TASK INPUT Start Marker
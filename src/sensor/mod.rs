/**
 * Sensor Link
 *
 * Owns the serial connection to the inertial board:
 * 1. Background reader thread splits the byte stream into lines
 * 2. Lines are assembled into complete telemetry frames
 * 3. Each complete frame is committed atomically: sample, heading, drift
 * 4. Readers get copies, never a partially updated state
 */

pub mod heading;
pub mod telemetry;

pub use heading::{normalize_angle, BiasFilter, DriftHistory, HeadingState};
pub use telemetry::{FrameAssembler, FrameEvent, InertialSample, LineBuffer, TelemetryLine, Vector3};

use parking_lot::Mutex;
use std::sync::atomic::{AtomicBool, Ordering};
use std::sync::Arc;
use std::thread::{self, JoinHandle};
use std::time::{Duration, Instant};

use crate::config::{DriftSource, SensorConfig, SerialConfig};
use crate::control::HeadingSource;
use crate::error::{Error, Result};
use crate::threads::join_with_timeout;
use crate::transport::{SerialTransport, Transport};

/// Everything the reader publishes, guarded by one lock
#[derive(Debug)]
struct SensorState {
    sample: Option<InertialSample>,
    heading: HeadingState,
    drift: DriftHistory,
    bias: BiasFilter,
    last_frame_at: Option<Instant>,
    frames_committed: u64,
    frames_discarded: u64,
    read_errors: u64,
}

/// Read-only copy of the sensor state
#[derive(Debug, Clone, Copy)]
pub struct SensorSnapshot {
    pub sample: Option<InertialSample>,
    pub heading: f32,
    pub drift_rate: f32,
    pub last_frame_at: Option<Instant>,
    pub frames_committed: u64,
    pub frames_discarded: u64,
    pub read_errors: u64,
}

impl SensorSnapshot {
    /// Time since the frame this copy was taken from, `None` if there never was one
    pub fn frame_age(&self, now: Instant) -> Option<Duration> {
        self.last_frame_at.map(|t| now.saturating_duration_since(t))
    }
}

/// Shared state between the reader thread and its consumers
#[derive(Debug)]
pub struct SensorShared {
    state: Mutex<SensorState>,
    drift_source: DriftSource,
    stale_after: Duration,
}

impl SensorShared {
    pub fn new(config: &SensorConfig) -> Self {
        Self {
            state: Mutex::new(SensorState {
                sample: None,
                heading: HeadingState::default(),
                drift: DriftHistory::new(config.drift_window.max(1)),
                bias: BiasFilter::new(config.bias_alpha, config.bias_accel_threshold),
                last_frame_at: None,
                frames_committed: 0,
                frames_discarded: 0,
                read_errors: 0,
            }),
            drift_source: config.drift_source,
            stale_after: config.stale_after(),
        }
    }

    /// Publish a complete sample and integrate heading up to `now`
    pub fn commit(&self, sample: InertialSample, now: Instant) {
        let mut state = self.state.lock();
        state.heading.integrate(sample.gyro.z, now);
        state.drift.push(sample.gyro.z);
        state.bias.update(sample.gyro.z, sample.accel.x, sample.accel.y);
        state.sample = Some(sample);
        state.last_frame_at = Some(now);
        state.frames_committed += 1;
    }

    pub fn note_discarded(&self) {
        self.state.lock().frames_discarded += 1;
    }

    pub fn note_read_error(&self) {
        self.state.lock().read_errors += 1;
    }

    /// Feed one telemetry line through `assembler`, committing on completion
    pub fn ingest_line(&self, assembler: &mut FrameAssembler, line: &str, now: Instant) {
        match assembler.feed(line) {
            Ok(FrameEvent::Complete(sample)) => self.commit(sample, now),
            Ok(FrameEvent::Discarded) => {
                log::debug!("Discarding incomplete telemetry frame");
                self.note_discarded();
            }
            Ok(FrameEvent::Pending) => {}
            Err(e) => log::debug!("Skipping telemetry line {:?}: {}", line, e),
        }
    }

    pub fn snapshot(&self) -> SensorSnapshot {
        let state = self.state.lock();
        SensorSnapshot {
            sample: state.sample,
            heading: state.heading.heading(),
            drift_rate: self.drift_rate_locked(&state),
            last_frame_at: state.last_frame_at,
            frames_committed: state.frames_committed,
            frames_discarded: state.frames_discarded,
            read_errors: state.read_errors,
        }
    }

    fn drift_rate_locked(&self, state: &SensorState) -> f32 {
        match self.drift_source {
            DriftSource::Window => state.drift.drift_rate(),
            DriftSource::BiasFilter => state.bias.estimate(),
        }
    }

    pub fn heading(&self) -> f32 {
        self.state.lock().heading.heading()
    }

    pub fn drift_rate(&self) -> f32 {
        let state = self.state.lock();
        self.drift_rate_locked(&state)
    }

    pub fn latest_sample(&self) -> Option<InertialSample> {
        self.state.lock().sample
    }

    /// Zero heading and forget drift history
    pub fn reset_heading(&self) {
        let mut state = self.state.lock();
        state.heading.reset();
        state.drift.clear();
        state.bias.reset();
    }

    pub fn is_stale_at(&self, snapshot: &SensorSnapshot, now: Instant) -> bool {
        match snapshot.frame_age(now) {
            Some(age) => age > self.stale_after,
            None => true,
        }
    }
}

/// Serial link to the inertial board
pub struct SensorLink {
    shared: Arc<SensorShared>,
    running: Arc<AtomicBool>,
    reader: Mutex<Option<JoinHandle<()>>>,
    join_timeout: Duration,
}

impl SensorLink {
    /// Open the sensor serial port and start the reader.
    pub fn connect(serial: &SerialConfig, config: &SensorConfig) -> Result<Self> {
        let transport = SerialTransport::open(
            &serial.sensor_port,
            serial.sensor_baud,
            Duration::from_millis(serial.read_timeout_ms),
        )?;
        Self::start(Box::new(transport), config)
    }

    /// Start the reader thread on an already opened transport
    pub fn start(transport: Box<dyn Transport>, config: &SensorConfig) -> Result<Self> {
        let shared = Arc::new(SensorShared::new(config));
        let running = Arc::new(AtomicBool::new(true));

        let thread_shared = Arc::clone(&shared);
        let thread_running = Arc::clone(&running);
        let retry_delay = config.retry_delay();

        let handle = thread::Builder::new()
            .name("sensor-reader".to_string())
            .spawn(move || reader_loop(transport, thread_shared, thread_running, retry_delay))
            .map_err(|e| Error::Other(format!("Failed to spawn sensor reader: {}", e)))?;

        Ok(SensorLink {
            shared,
            running,
            reader: Mutex::new(Some(handle)),
            join_timeout: config.join_timeout(),
        })
    }

    pub fn latest_sample(&self) -> Option<InertialSample> {
        self.shared.latest_sample()
    }

    /// Latest sample, or `StaleSensorData` if no frame arrived recently
    pub fn fresh_sample(&self) -> Result<InertialSample> {
        let now = Instant::now();
        let snapshot = self.shared.snapshot();
        match (snapshot.sample, self.shared.is_stale_at(&snapshot, now)) {
            (Some(sample), false) => Ok(sample),
            _ => Err(Error::StaleSensorData {
                age_ms: snapshot.frame_age(now).map(|d| d.as_millis() as u64),
            }),
        }
    }

    pub fn heading(&self) -> f32 {
        self.shared.heading()
    }

    pub fn drift_rate(&self) -> f32 {
        self.shared.drift_rate()
    }

    pub fn reset_heading(&self) {
        self.shared.reset_heading();
    }

    pub fn snapshot(&self) -> SensorSnapshot {
        self.shared.snapshot()
    }

    /// Stop the reader and wait for it (bounded). The device closes when
    /// the reader drops its transport.
    pub fn shutdown(&self) {
        self.running.store(false, Ordering::SeqCst);
        if let Some(handle) = self.reader.lock().take() {
            join_with_timeout(handle, self.join_timeout, "sensor-reader");
        }
    }
}

impl Drop for SensorLink {
    fn drop(&mut self) {
        self.shutdown();
    }
}

impl HeadingSource for SensorLink {
    fn heading(&self) -> f32 {
        self.shared.heading()
    }

    fn reset_heading(&self) {
        self.shared.reset_heading();
    }

    fn snapshot(&self) -> SensorSnapshot {
        self.shared.snapshot()
    }

    fn is_stale_at(&self, snapshot: &SensorSnapshot, now: Instant) -> bool {
        self.shared.is_stale_at(snapshot, now)
    }
}

fn reader_loop(
    mut transport: Box<dyn Transport>,
    shared: Arc<SensorShared>,
    running: Arc<AtomicBool>,
    retry_delay: Duration,
) {
    let mut read_buf = [0u8; 256];
    let mut lines = LineBuffer::new();
    let mut assembler = FrameAssembler::new();

    while running.load(Ordering::SeqCst) {
        match transport.read(&mut read_buf) {
            Ok(n) if n > 0 => {
                let now = Instant::now();
                for line in lines.push(&read_buf[..n]) {
                    shared.ingest_line(&mut assembler, &line, now);
                }
            }
            Ok(_) => thread::sleep(Duration::from_millis(1)),
            Err(e) => {
                log::warn!("Sensor read error: {}", e);
                shared.note_read_error();
                thread::sleep(retry_delay);
            }
        }
    }

    log::info!("Sensor reader exiting");
}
TASK INPUT End Marker
■ EXERCISE INSTRUCTIONS ■
Set down exactly the lines above, from the one containing "for line in" to the final line of the material, with both ends kept and no other lines.

■ EXPECTED ANSWER ■
                for line in lines.push(&read_buf[..n]) {
                    shared.ingest_line(&mut assembler, &line, now);
                }
            }
            Ok(_) => thread::sleep(Duration::from_millis(1)),
            Err(e) => {
                log::warn!("Sensor read error: {}", e);
                shared.note_read_error();
                thread::sleep(retry_delay);
            }
        }
    }

    log::info!("Sensor reader exiting");
}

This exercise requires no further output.